Blue energy has a potential for sustainable energy generation. Energy can be generated from the difference in concentration between salt water and fresh water. The benefit of the blue energy technology is that it does not depend on external factors like wind or sun. With its knowledge about industrial flows, recirculation and the impact on the environment, Deltares contributes to the research into making blue energy a sustainable energy source for the future. We advise project developers about the optimal hydraulic design and control systems to minimise water and energy losses, promote robust operation and prevent water hammer. We also analyse the internal mixing of the systems based on local hydrodynamics. This can be used to optimise the energy output. Project developers and investors can turn to Deltares for the determination of the energy potential and feasibility. Contractors can use our research to save on costs and minimise risks during the design, construction and maintenance of blue energy power stations. In addition, policy makers and stakeholders can utilise our impact analyses and environmental studies to create support from society.

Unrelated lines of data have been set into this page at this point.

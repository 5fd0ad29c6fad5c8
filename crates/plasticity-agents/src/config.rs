//! Tunables for the agent logic.
//!
//! Each struct mirrors one section of `plasticity-config.yaml` and
//! deserializes with every field defaulted, so an empty section (or a
//! missing one) reproduces the stock behavior. The control loop owns one
//! of each and passes them by reference into the pure functions of this
//! crate.

use std::collections::BTreeMap;

use plasticity_types::{AgentType, MetricName};
use rust_decimal::Decimal;
use serde::Deserialize;

use crate::error::{AgentError, check_probability, check_range};

// ---------------------------------------------------------------------------
// Evaluation
// ---------------------------------------------------------------------------

/// Performance evaluator tunables.
#[derive(Debug, Clone, PartialEq, Eq, Deserialize)]
pub struct EvaluationConfig {
    /// Trailing metric window, in hours (default: 24).
    #[serde(default = "default_lookback_hours")]
    pub lookback_hours: u32,

    /// Weight applied to each recognised metric's average. Metrics with no
    /// entry contribute nothing.
    #[serde(default = "default_metric_weights")]
    pub weights: BTreeMap<MetricName, Decimal>,
}

impl Default for EvaluationConfig {
    fn default() -> Self {
        Self {
            lookback_hours: default_lookback_hours(),
            weights: default_metric_weights(),
        }
    }
}

impl EvaluationConfig {
    /// The weight for `metric`, zero when unconfigured.
    pub fn weight(&self, metric: MetricName) -> Decimal {
        self.weights.get(&metric).copied().unwrap_or(Decimal::ZERO)
    }
}

// ---------------------------------------------------------------------------
// Lifecycle
// ---------------------------------------------------------------------------

/// Lifecycle manager tunables: destroy and spawn gates plus the starting
/// values of descendants.
#[derive(Debug, Clone, PartialEq, Deserialize)]
pub struct LifecycleConfig {
    /// Scores strictly below this destroy the agent (default: 50).
    #[serde(default = "default_destroy_score")]
    pub destroy_score: Decimal,

    /// Cash flow strictly below this makes the agent eligible for the
    /// risk draw (default: -1000).
    #[serde(default = "default_cash_flow_risk_threshold")]
    pub cash_flow_risk_threshold: Decimal,

    /// Probability that an eligible agent is destroyed for cash-flow risk
    /// (default: 0.05).
    #[serde(default = "default_cash_flow_risk_probability")]
    pub cash_flow_risk_probability: f64,

    /// Scores strictly above this make the agent eligible to spawn
    /// (default: 80).
    #[serde(default = "default_spawn_score")]
    pub spawn_score: Decimal,

    /// Cash flow strictly above this makes the agent eligible to spawn
    /// (default: 5000).
    #[serde(default = "default_spawn_cash_flow")]
    pub spawn_cash_flow: Decimal,

    /// Probability that an eligible agent spawns a descendant
    /// (default: 0.10).
    #[serde(default = "default_spawn_probability")]
    pub spawn_probability: f64,

    /// Starting score of a descendant (default: 50).
    #[serde(default = "default_descendant_score")]
    pub descendant_score: Decimal,

    /// Starting cash flow of a descendant (default: 1000).
    #[serde(default = "default_descendant_cash_flow")]
    pub descendant_cash_flow: Decimal,

    /// Strength of the parent-child edge created at spawn (default: 0.9).
    #[serde(default = "default_parent_child_strength")]
    pub parent_child_strength: Decimal,

    /// Upper bound on the active population. Zero means unlimited.
    #[serde(default)]
    pub max_population: u32,

    /// Types a descendant may take, keyed by the parent's type. A missing
    /// or empty entry means any type.
    #[serde(default = "default_complements")]
    pub complements: BTreeMap<AgentType, Vec<AgentType>>,
}

impl Default for LifecycleConfig {
    fn default() -> Self {
        Self {
            destroy_score: default_destroy_score(),
            cash_flow_risk_threshold: default_cash_flow_risk_threshold(),
            cash_flow_risk_probability: default_cash_flow_risk_probability(),
            spawn_score: default_spawn_score(),
            spawn_cash_flow: default_spawn_cash_flow(),
            spawn_probability: default_spawn_probability(),
            descendant_score: default_descendant_score(),
            descendant_cash_flow: default_descendant_cash_flow(),
            parent_child_strength: default_parent_child_strength(),
            max_population: 0,
            complements: default_complements(),
        }
    }
}

impl LifecycleConfig {
    /// Whether an active population of `active` leaves room for one more.
    pub const fn has_capacity(&self, active: usize) -> bool {
        self.max_population == 0 || active < self.max_population as usize
    }

    /// Check probabilities, the descendant score, and the edge strength.
    ///
    /// # Errors
    ///
    /// Returns the first [`AgentError`] found.
    pub fn validate(&self) -> Result<(), AgentError> {
        check_probability("lifecycle.cash_flow_risk_probability", self.cash_flow_risk_probability)?;
        check_probability("lifecycle.spawn_probability", self.spawn_probability)?;
        check_range(
            "lifecycle.descendant_score",
            self.descendant_score,
            Decimal::ZERO,
            Decimal::ONE_HUNDRED,
        )?;
        check_range(
            "lifecycle.parent_child_strength",
            self.parent_child_strength,
            Decimal::ZERO,
            Decimal::ONE,
        )
    }
}

// ---------------------------------------------------------------------------
// Network
// ---------------------------------------------------------------------------

/// Relationship optimizer tunables.
#[derive(Debug, Clone, PartialEq, Eq, Deserialize)]
pub struct NetworkConfig {
    /// Fraction of the endpoints' mean score (as 0 to 1) added to a
    /// collaboration strength each optimization tick (default: 0.1).
    #[serde(default = "default_reinforcement_rate")]
    pub reinforcement_rate: Decimal,
}

impl Default for NetworkConfig {
    fn default() -> Self {
        Self {
            reinforcement_rate: default_reinforcement_rate(),
        }
    }
}

impl NetworkConfig {
    /// Reject a negative rate, which would let strengths decrease.
    ///
    /// # Errors
    ///
    /// Returns [`AgentError::OutOfRange`] for a rate outside 0 to 1.
    pub fn validate(&self) -> Result<(), AgentError> {
        check_range(
            "network.reinforcement_rate",
            self.reinforcement_rate,
            Decimal::ZERO,
            Decimal::ONE,
        )
    }
}

// ---------------------------------------------------------------------------
// Rebalance
// ---------------------------------------------------------------------------

/// Resource rebalancer tunables.
#[derive(Debug, Clone, PartialEq, Eq, Deserialize)]
pub struct RebalanceConfig {
    /// Scores strictly above this get the high allocation (default: 80).
    #[serde(default = "default_high_score")]
    pub high_score: Decimal,

    /// Scores strictly below this get the low allocation (default: 30).
    #[serde(default = "default_low_score")]
    pub low_score: Decimal,

    /// Computational budget for high performers (default: 100).
    #[serde(default = "default_high_allocation")]
    pub high_allocation: u32,

    /// Computational budget for low performers (default: 20).
    #[serde(default = "default_low_allocation")]
    pub low_allocation: u32,
}

impl Default for RebalanceConfig {
    fn default() -> Self {
        Self {
            high_score: default_high_score(),
            low_score: default_low_score(),
            high_allocation: default_high_allocation(),
            low_allocation: default_low_allocation(),
        }
    }
}

impl RebalanceConfig {
    /// Reject tiers that overlap.
    ///
    /// # Errors
    ///
    /// Returns [`AgentError::InvertedBounds`] when `low_score` exceeds
    /// `high_score`.
    pub fn validate(&self) -> Result<(), AgentError> {
        if self.low_score > self.high_score {
            return Err(AgentError::InvertedBounds {
                name: "rebalance.low_score/high_score",
                low: self.low_score,
                high: self.high_score,
            });
        }
        Ok(())
    }
}

// ---------------------------------------------------------------------------
// Gap scan
// ---------------------------------------------------------------------------

/// Gap scanner tunables.
#[derive(Debug, Clone, PartialEq, Deserialize)]
pub struct GapScanConfig {
    /// Types whose share (percent) is strictly below this are gaps
    /// (default: 15).
    #[serde(default = "default_share_threshold")]
    pub share_threshold_pct: Decimal,

    /// Independent probability of filling each gap per scan (default: 0.3).
    #[serde(default = "default_fill_probability")]
    pub fill_probability: f64,

    /// Starting score of a gap-fill agent (default: 60).
    #[serde(default = "default_gap_fill_score")]
    pub fill_score: Decimal,

    /// Starting cash flow of a gap-fill agent (default: 2000).
    #[serde(default = "default_gap_fill_cash_flow")]
    pub fill_cash_flow: Decimal,
}

impl Default for GapScanConfig {
    fn default() -> Self {
        Self {
            share_threshold_pct: default_share_threshold(),
            fill_probability: default_fill_probability(),
            fill_score: default_gap_fill_score(),
            fill_cash_flow: default_gap_fill_cash_flow(),
        }
    }
}

impl GapScanConfig {
    /// Check the probability and the percentage threshold.
    ///
    /// # Errors
    ///
    /// Returns the first [`AgentError`] found.
    pub fn validate(&self) -> Result<(), AgentError> {
        check_probability("gap_scan.fill_probability", self.fill_probability)?;
        check_range(
            "gap_scan.share_threshold_pct",
            self.share_threshold_pct,
            Decimal::ZERO,
            Decimal::ONE_HUNDRED,
        )?;
        check_range(
            "gap_scan.fill_score",
            self.fill_score,
            Decimal::ZERO,
            Decimal::ONE_HUNDRED,
        )
    }
}

// ---------------------------------------------------------------------------
// Default value functions
// ---------------------------------------------------------------------------

const fn default_lookback_hours() -> u32 {
    24
}

fn default_metric_weights() -> BTreeMap<MetricName, Decimal> {
    BTreeMap::from([
        (MetricName::RevenueGrowth, Decimal::new(30, 2)),
        (MetricName::CostEfficiency, Decimal::new(20, 2)),
        (MetricName::CustomerSatisfaction, Decimal::new(15, 2)),
        (MetricName::MarketShare, Decimal::new(25, 2)),
        (MetricName::InnovationIndex, Decimal::new(10, 2)),
    ])
}

const fn default_destroy_score() -> Decimal {
    Decimal::from_parts(50, 0, 0, false, 0)
}

const fn default_cash_flow_risk_threshold() -> Decimal {
    Decimal::from_parts(1000, 0, 0, true, 0)
}

const fn default_cash_flow_risk_probability() -> f64 {
    0.05
}

const fn default_spawn_score() -> Decimal {
    Decimal::from_parts(80, 0, 0, false, 0)
}

const fn default_spawn_cash_flow() -> Decimal {
    Decimal::from_parts(5000, 0, 0, false, 0)
}

const fn default_spawn_probability() -> f64 {
    0.10
}

const fn default_descendant_score() -> Decimal {
    Decimal::from_parts(50, 0, 0, false, 0)
}

const fn default_descendant_cash_flow() -> Decimal {
    Decimal::from_parts(1000, 0, 0, false, 0)
}

const fn default_parent_child_strength() -> Decimal {
    Decimal::from_parts(9, 0, 0, false, 1)
}

fn default_complements() -> BTreeMap<AgentType, Vec<AgentType>> {
    BTreeMap::from([
        (
            AgentType::MarketAgent,
            vec![AgentType::StrategyAgent, AgentType::NegotiationAgent],
        ),
        (
            AgentType::StrategyAgent,
            vec![AgentType::MarketAgent, AgentType::ResourceAgent],
        ),
        (
            AgentType::ResourceAgent,
            vec![AgentType::PerformanceAgent, AgentType::StrategyAgent],
        ),
        (
            AgentType::NegotiationAgent,
            vec![AgentType::MarketAgent, AgentType::ResourceAgent],
        ),
        (
            AgentType::PerformanceAgent,
            vec![AgentType::ResourceAgent, AgentType::StrategyAgent],
        ),
    ])
}

const fn default_reinforcement_rate() -> Decimal {
    Decimal::from_parts(1, 0, 0, false, 1)
}

const fn default_high_score() -> Decimal {
    Decimal::from_parts(80, 0, 0, false, 0)
}

const fn default_low_score() -> Decimal {
    Decimal::from_parts(30, 0, 0, false, 0)
}

const fn default_high_allocation() -> u32 {
    100
}

const fn default_low_allocation() -> u32 {
    20
}

const fn default_share_threshold() -> Decimal {
    Decimal::from_parts(15, 0, 0, false, 0)
}

const fn default_fill_probability() -> f64 {
    0.3
}

const fn default_gap_fill_score() -> Decimal {
    Decimal::from_parts(60, 0, 0, false, 0)
}

const fn default_gap_fill_cash_flow() -> Decimal {
    Decimal::from_parts(2000, 0, 0, false, 0)
}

Lake IJssel Dike Blue Energy project
The first blue energy power station in the world, using Reverse ElectroDialysis (RED), is located on the IJsselmeer Dam in the Netherlands. This pilot installation uses water from the Wadden Sea and the IJsselmeer and will provide knowledge about this energy generation method. To produce enough energy for the northern provinces of Friesland, Groningen and Drenthe, this technology would have to be scaled up. Together with the NIOZ and Wageningen Marine Research, Deltares is examining the ecological and economic effects of the consequences of a large-scale Blue Energy power station at the dike between Lake Ijssel and the Wadden Sea.
Experience with applying efficient blue energy power stations
Deltares has been conducting studies into various forms of power stations for over 40 years. System knowledge is essential for a sustainable and efficient blue energy power station. For example, differences in the fresh-salt water gradients can have a direct effect on the quantity of energy generated. That is why research into recirculation and plume dispersion is crucial for evaluating the fresh-salt water gradients at the power station’s inlet. Because several different fields overlap in blue energy, we evaluate these studies both separately and as a whole.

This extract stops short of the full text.